I don’t really have a conclusion to this second part of this post – it’s just a collection of anecdotes that I’m quite possibly over-interpreting. But I am always faintly aware – and at times like this, when I’ve become very conscious of the way my thoughts can become odd and distorted, more sharply aware – of the fact that the mental universe I live in doesn’t seem to be quite the same as most people’s. It seems to be a universe where some things are much easier than most people imagine them to be, and other things are much more complex. And some things that most people find completely simple seem to me to be almost infinitely complex – like working out what to say and when to say it in a conversation, which still sometimes defeats me after decades of practice, even though other people seem to find it as natural as breathing.

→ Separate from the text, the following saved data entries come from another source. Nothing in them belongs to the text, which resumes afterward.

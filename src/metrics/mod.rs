//! Prometheus metrics exporter for the camera agent.
//!
//! # Metrics Exposed
//!
//! ## Config
//! - `pi_camera_config_fetches_total` - Config fetches answered with HTTP 200
//! - `pi_camera_config_updates_total` - Config versions applied
//! - `pi_camera_config_rejections_total` - Config versions with a bad payload
//! - `pi_camera_config_interval_seconds` - Current poll interval
//!
//! ## Capture
//! - `pi_camera_captures_total` - Stills captured
//! - `pi_camera_capture_failures_total` - Failed capture attempts
//! - `pi_camera_capture_interval_seconds` - Current capture interval
//! - `pi_camera_last_capture_bytes` - Size of the latest still
//!
//! ## Upload
//! - `pi_camera_uploads_total` - Uploads acknowledged with HTTP 200
//! - `pi_camera_upload_failures_total` - Uploads that failed or were rejected
//!
//! The exporter (`/metrics`, `/health`) is only built with the `metrics`
//! feature.

mod collector;
#[cfg(feature = "metrics")]
mod server;

pub use collector::{MetricsError, MetricsRegistry, MetricsSnapshot};
#[cfg(feature = "metrics")]
pub use server::{MetricsServer, MetricsServerConfig, ServerError};
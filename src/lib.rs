//! Pi Cloud Camera
//!
//! A Raspberry Pi agent that keeps a camera in step with a cloud device
//! registry: it polls the device's remote configuration, reconfigures the
//! camera when a new version arrives, and periodically captures a still
//! and publishes it as a telemetry event.
//!
//! # Architecture
//!
//! ```text
//! auth (JWT) ─┐
//!             ▼
//! api ──▶ remote config ──▶ watchdog ──▶ capture ──▶ api (publish)
//!                              │
//!                           metrics
//! ```
//!
//! # Design Principles
//!
//! - **Single actor**: one blocking loop owns all state; no locks.
//! - **Fresh credentials**: a new token is signed for every request.
//! - **Wholesale config**: a new version replaces every field; omitted
//!   fields fall back to defaults, not previous values.
//! - **Fetch failures are fatal, upload failures are not**.
//!
//! # Example
//!
//! ```no_run
//! use pi_cloud_camera::{
//!     api::HttpDeviceApi,
//!     auth::{SigningAlgorithm, TokenSigner},
//!     capture::{CameraConfig, RaspistillCamera},
//!     device::{DevicePath, DEFAULT_BASE_URL},
//!     watchdog::Watchdog,
//! };
//! use std::sync::atomic::AtomicBool;
//! use std::time::{Duration, Instant};
//!
//! let device = DevicePath::new("my-project", "asia-east1", "carts", "pi-01").unwrap();
//! let signer = TokenSigner::from_pem_file(
//!     "ec_private.pem",
//!     SigningAlgorithm::Es256,
//!     device.project_id.clone(),
//!     60,
//! )
//! .unwrap();
//! let api = HttpDeviceApi::new(DEFAULT_BASE_URL, device, Duration::from_secs(30));
//! let camera = RaspistillCamera::new(CameraConfig::default()).unwrap();
//!
//! let mut watchdog = Watchdog::new(camera, api, signer, Instant::now());
//! watchdog.run(&AtomicBool::new(false)).unwrap();
//! ```

#![warn(missing_docs)]
#![warn(rust_2018_idioms)]
#![deny(unsafe_code)]

pub mod api;
pub mod auth;
pub mod capture;
pub mod config;
pub mod device;
pub mod metrics;
pub mod oneshot;
pub mod remote;
pub mod watchdog;

// Re-export commonly used types at crate root
pub use api::{DeviceApi, HttpDeviceApi, MockDeviceApi, PublishOutcome};
pub use auth::{SigningAlgorithm, TokenSigner};
pub use capture::{Camera, CameraSettings, Capture, MockCamera, RaspistillCamera};
pub use config::AgentConfig;
pub use device::DevicePath;
pub use remote::{ConfigResponse, DeviceConfig};
pub use watchdog::{Watchdog, WatchdogError};

/// Library version.
pub const VERSION: &str = env!("CARGO_PKG_VERSION");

Anyway, I’m very conscious of all of this at the moment, because I’m hyper-vigilant of my own thoughts in the way I have to be when I’ve been having to try and work out which voices were real and which weren’t, and which thoughts were legitimate and which were the consequence of batshit craziness paranoia. Things will fade to normal in a few more days, and I’ll be back to fitting so comfortably into my usual modes of thought that I won’t even notice the way my interactions with the world involve a kind of translation between the way things seem to me and the way I have to talk about them if they’re to make sense to other people.
Or, to put it another way, I promise there won’t be too much of this kind of solipsistic narcissism.